Timoleon was distinguished for gentleness as well as for courage, but towards traitors and despots his hatred was intense. He had once saved the life of his elder brother Timophanes in battle at the imminent peril of his own; but when Timophanes, availing himself of his situation as commander of the garrison in the Acrocorinthus, endeavoured to enslave his country, Timoleon did not hesitate to consent to his death. Twice before had Timoleon pleaded with his brother, beseeching him not to destroy the liberties of his country; but when Timophanes turned a deaf ear to those appeals, Timoleon connived at the action of his friends, who put him to death, whilst he himself, bathed in a flood of tears, stood a little way aloof. The great body of the citizens regarded the conduct of Timoleon with love and admiration. In the mind of Timoleon, however, their approving verdict was far more than outweighed by the reproaches and execrations of his mother. For many years nothing could prevail upon him to return to public life. He buried, himself in the country far from the haunts of men, till a chance voice in the Corinthian assembly nominated him as the leader of the expedition against Dionysius.

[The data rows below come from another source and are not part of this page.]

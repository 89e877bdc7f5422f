//! End-to-end volume status and deletion scenarios.

use std::time::Duration;

use cloudwait::client::{ClientError, VolumeResourceKind, VolumeStatus};
use cloudwait::test_harness::{init_test_logging, ManualClock, ScriptedVolumeClient};
use cloudwait::waiters::{
    wait_for_resource_deletion, wait_for_volume_resource_status, WaitError, Waiter,
};

use crate::quick_settings;

#[tokio::test]
async fn test_creating_volume_becomes_available() {
    init_test_logging();
    let client = ScriptedVolumeClient::with_statuses(
        VolumeResourceKind::Volume,
        "vol1",
        &[VolumeStatus::Creating, VolumeStatus::Available],
    )
    .settings(quick_settings());

    let volume = wait_for_volume_resource_status(&client, "vol1", VolumeStatus::Available)
        .await
        .unwrap();

    assert_eq!(volume.status, VolumeStatus::Available);
    assert_eq!(client.query_count(), 2);
}

/// The restore-specific failure propagates through the public entry point.
#[tokio::test]
async fn test_restore_failure_is_distinguishable() {
    init_test_logging();
    let client = ScriptedVolumeClient::with_statuses(
        VolumeResourceKind::Volume,
        "vol1",
        &[VolumeStatus::RestoringBackup, VolumeStatus::ErrorRestoring],
    )
    .settings(quick_settings());

    let result = wait_for_volume_resource_status(&client, "vol1", VolumeStatus::Available).await;

    assert!(matches!(result, Err(WaitError::VolumeRestoreFailed { .. })));
    assert_eq!(client.query_count(), 2);
}

/// Snapshot deletion: the resource lingers in `deleting`, then disappears.
/// The NotFound answer ends the wait successfully.
#[tokio::test]
async fn test_snapshot_deletion_completes_on_not_found() {
    init_test_logging();
    let client = ScriptedVolumeClient::deleting(
        VolumeResourceKind::Snapshot,
        "snap1",
        &[VolumeStatus::Deleting],
    )
    .settings(quick_settings());

    wait_for_resource_deletion(&client, "snap1").await.unwrap();
    assert_eq!(client.query_count(), 2);
}

/// A volume stuck in a transient state runs the budget down and reports what
/// it last saw. Driven by a manual clock so no real time passes.
#[tokio::test]
async fn test_stuck_volume_times_out_with_context() {
    init_test_logging();
    let client = ScriptedVolumeClient::with_statuses(
        VolumeResourceKind::Volume,
        "vol1",
        &[VolumeStatus::Attaching],
    )
    .settings(quick_settings());
    let clock = ManualClock::advancing_by(Duration::from_secs(11));

    let result = Waiter::with_clock(clock)
        .volume_resource_status(&client, "vol1", VolumeStatus::InUse)
        .await;

    match result {
        Err(WaitError::Timeout {
            resource,
            id,
            target,
            last,
            timeout_secs,
        }) => {
            assert_eq!(resource, "volume");
            assert_eq!(id, "vol1");
            assert_eq!(target, "status in-use");
            assert_eq!(last, "status attaching");
            assert_eq!(timeout_secs, 10);
        }
        other => panic!("expected Timeout, got {other:?}"),
    }
}

/// NotFound outside a deletion wait stays an error.
#[tokio::test]
async fn test_vanished_volume_fails_a_status_wait() {
    init_test_logging();
    let client = ScriptedVolumeClient::new(
        VolumeResourceKind::Volume,
        vec![Err(ClientError::NotFound {
            resource: "volume".to_string(),
            id: "vol1".to_string(),
        })],
    )
    .settings(quick_settings());

    let result = wait_for_volume_resource_status(&client, "vol1", VolumeStatus::Available).await;
    assert!(matches!(
        result,
        Err(WaitError::Client(ClientError::NotFound { .. }))
    ));
}
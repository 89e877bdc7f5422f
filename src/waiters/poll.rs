//! Generic bounded poll loop and the clock capability it runs against.

use async_trait::async_trait;
use log::debug;
use std::future::Future;
use std::time::{Duration, Instant};

use super::WaitError;

/// Time source and sleep primitive used by the poll loop.
///
/// Injected rather than taken from ambient globals so tests can substitute a
/// deterministic clock without patching anything process-wide. Production
/// callers use [`TokioClock`].
#[async_trait]
pub trait Clock: Send + Sync {
    fn now(&self) -> Instant;
    async fn sleep(&self, interval: Duration);
}

/// Clock backed by the tokio runtime.
#[derive(Debug, Clone, Copy, Default)]
pub struct TokioClock;

#[async_trait]
impl Clock for TokioClock {
    fn now(&self) -> Instant {
        Instant::now()
    }

    async fn sleep(&self, interval: Duration) {
        tokio::time::sleep(interval).await;
    }
}

/// Identifies one wait for logging and timeout reports.
#[derive(Debug, Clone)]
pub struct WaitTarget {
    /// Resource kind label, e.g. `volume` or `interface`.
    pub resource: String,
    pub id: String,
    /// Human-readable description of the awaited condition.
    pub target: String,
}

impl WaitTarget {
    pub fn new(
        resource: impl Into<String>,
        id: impl Into<String>,
        target: impl Into<String>,
    ) -> Self {
        Self {
            resource: resource.into(),
            id: id.into(),
            target: target.into(),
        }
    }
}

/// Classification of one observed snapshot.
pub enum PollState<T> {
    /// The awaited condition holds; the wait ends with this value.
    Satisfied(T),
    /// Not there yet; carries the observed status for the timeout report.
    Retry(String),
    /// A terminal failure state was observed; polling stops immediately.
    Fatal(WaitError),
}

/// Polls `observe` until it reports success, a fatal state, or the budget
/// runs out.
///
/// Elapsed time is measured against the clock's start reading, not the
/// iteration count, so the timeout stays honest when individual queries are
/// slow. The deadline check runs strictly after each observation: a status
/// that flips to success exactly at the deadline is still seen. After a
/// fatal observation no further sleep or query happens.
pub async fn poll_until<K, T, F, Fut>(
    clock: &K,
    interval: Duration,
    timeout: Duration,
    target: &WaitTarget,
    mut observe: F,
) -> Result<T, WaitError>
where
    K: Clock,
    F: FnMut() -> Fut,
    Fut: Future<Output = Result<PollState<T>, WaitError>>,
{
    let start = clock.now();
    let mut last_seen = String::from("unknown");

    loop {
        match observe().await? {
            PollState::Satisfied(value) => return Ok(value),
            PollState::Fatal(err) => return Err(err),
            PollState::Retry(observed) => last_seen = observed,
        }

        let elapsed = clock.now().saturating_duration_since(start);
        if elapsed >= timeout {
            return Err(WaitError::Timeout {
                resource: target.resource.clone(),
                id: target.id.clone(),
                target: target.target.clone(),
                last: last_seen,
                timeout_secs: timeout.as_secs(),
            });
        }

        debug!(
            "{} {} not ready ({}), waiting for {} ({:?} elapsed)",
            target.resource, target.id, last_seen, target.target, elapsed
        );
        clock.sleep(interval).await;
    }
}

Roused by the nature of the cause, and the exhortations of his friends, Timoleon accepted the post thus offered to him. His success exceeded his hopes. As soon as he appeared before Syracuse, Dionysius, who appears to have abandoned all hope of ultimate success, surrendered the citadel into his hands, on condition of being allowed to depart in safety to Corinth (B.C. 343). Dionysius passed the remainder of his life at Corinth, where he is said to have displayed some remnants of his former luxury by the fastidious taste which he showed in the choice of his viands, unguents, dress, and furniture; whilst his literary inclinations manifested themselves in teaching the public singers and actors, and in opening a school for boys.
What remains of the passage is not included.